Clinical marker for Alzheimer disease pathology in logopenic primary progressive aphasia
To determine whether logopenic features of phonologic loop dysfunction reflect Alzheimer disease (AD) neuropathology in primary progressive aphasia (PPA).Methods:
We performed a retrospective case-control study of 34 patients with PPA with available autopsy tissue. We compared baseline and longitudinal clinical features in patients with primary AD neuropathology to those with primary non-AD pathologies. We analyzed regional neuroanatomic disease burden in pathology-defined groups using postmortem neuropathologic data.Results:
A total of 19/34 patients had primary AD pathology and 15/34 had non-AD pathology (13 frontotemporal lobar degeneration, 2 Lewy body disease). A total of 16/19 (84%) patients with AD had a logopenic spectrum phenotype; 5 met published criteria for the logopenic variant (lvPPA), 8 had additional grammatical or semantic deficits (lvPPA+), and 3 had relatively preserved sentence repetition (lvPPA−). Sentence repetition was impaired in 68% of patients with PPA with AD pathology; forward digit span (DF) was impaired in 90%, substantially higher than in non-AD PPA (33%, p < 0.01). Lexical retrieval difficulty was common in all patients with PPA and did not discriminate between groups. Compared to non-AD, PPA with AD pathology had elevated microscopic neurodegenerative pathology in the superior/midtemporal gyrus, angular gyrus, and midfrontal cortex (p < 0.01).

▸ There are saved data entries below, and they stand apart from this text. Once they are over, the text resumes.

//! Corpus synchronization pipeline.
//!
//! # Responsibility
//! - Import a checked-out corpus revision into a fresh epoch.
//! - Export accepted corrections back into the corpus working tree and
//!   push them to the integration branch.
//!
//! # Invariants
//! - Import and export run as administrators only, one at a time, inside
//!   one exclusive store transaction each.
//! - A failed import leaves the store byte-identical; a failed export may
//!   leave corpus-side effects but never store-side ones.
//! - All git access goes through [`git::CorpusRepo`]; no other module
//!   touches git2.

pub mod corpus;
pub mod export;
pub mod git;
pub mod import;

use crate::model::actor::Role;
use crate::repo::StoreError;
use git::GitError;
use std::error::Error;
use std::fmt::{Display, Formatter};
use std::path::PathBuf;

pub type SyncResult<T> = Result<T, SyncError>;

/// Which half of the pipeline an error belongs to.
#[derive(Debug, Clone, Copy, PartialEq, Eq)]
pub enum SyncStage {
    Import,
    Export,
}

impl SyncStage {
    /// Stable lowercase name used in logs and error messages.
    pub fn as_str(self) -> &'static str {
        match self {
            Self::Import => "import",
            Self::Export => "export",
        }
    }
}

impl Display for SyncStage {
    fn fmt(&self, f: &mut Formatter<'_>) -> std::fmt::Result {
        f.write_str(self.as_str())
    }
}

/// Where the corpus checkout lives and how exports are committed.
#[derive(Debug, Clone, PartialEq, Eq)]
pub struct SyncConfig {
    /// Working tree of the corpus repository.
    pub corpus_dir: PathBuf,
    /// Remote exports push to.
    pub remote: String,
    /// Integration branch exports force-push. Its history is rewritten on
    /// every export; nothing else may build on it.
    pub branch: String,
    /// Committer identity on export commits.
    pub committer_name: String,
    pub committer_email: String,
}

impl SyncConfig {
    /// Configuration with the default remote, branch and committer.
    pub fn new(corpus_dir: impl Into<PathBuf>) -> Self {
        Self {
            corpus_dir: corpus_dir.into(),
            remote: "origin".to_string(),
            branch: "corrections".to_string(),
            committer_name: "epistula".to_string(),
            committer_email: "export@epistula.invalid".to_string(),
        }
    }
}

/// Errors from the import and export pipelines.
#[derive(Debug)]
pub enum SyncError {
    /// Underlying store error.
    Store(StoreError),
    /// Corpus repository error.
    Git(GitError),
    /// File read or write under the corpus working tree failed.
    Io(std::io::Error),
    /// A corpus file does not parse or carries unusable content.
    Corpus { file: String, message: String },
    /// Store or repository state blocks the run; nothing was written.
    Precondition { stage: SyncStage, message: String },
    /// Actor lacks the role required for the operation.
    Forbidden { required: Role },
}

impl Display for SyncError {
    fn fmt(&self, f: &mut Formatter<'_>) -> std::fmt::Result {
        match self {
            Self::Store(err) => write!(f, "{err}"),
            Self::Git(err) => write!(f, "{err}"),
            Self::Io(err) => write!(f, "corpus file access failed: {err}"),
            Self::Corpus { file, message } => {
                write!(f, "corpus file {file} is unusable: {message}")
            }
            Self::Precondition { stage, message } => {
                write!(f, "{stage} precondition failed: {message}")
            }
            Self::Forbidden { required } => {
                write!(f, "operation requires the {} role", required.as_str())
            }
        }
    }
}

impl Error for SyncError {
    fn source(&self) -> Option<&(dyn Error + 'static)> {
        match self {
            Self::Store(err) => Some(err),
            Self::Git(err) => Some(err),
            Self::Io(err) => Some(err),
            Self::Corpus { .. } => None,
            Self::Precondition { .. } => None,
            Self::Forbidden { .. } => None,
        }
    }
}

impl From<StoreError> for SyncError {
    fn from(value: StoreError) -> Self {
        Self::Store(value)
    }
}

impl From<GitError> for SyncError {
    fn from(value: GitError) -> Self {
        Self::Git(value)
    }
}

impl From<std::io::Error> for SyncError {
    fn from(value: std::io::Error) -> Self {
        Self::Io(value)
    }
}

impl From<rusqlite::Error> for SyncError {
    fn from(value: rusqlite::Error) -> Self {
        Self::Store(value.into())
    }
}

Low DF scores correlated with high microscopic pathologic burden in superior/midtemporal and angular gyri (p ≤ 0.03).Conclusions:
Phonologic loop dysfunction is a central feature of AD-associated PPA and specifically correlates with temporoparietal neurodegeneration. Quantitative measures of phonologic loop function, combined with modified clinical lvPPA criteria, may help discriminate AD-associated PPA.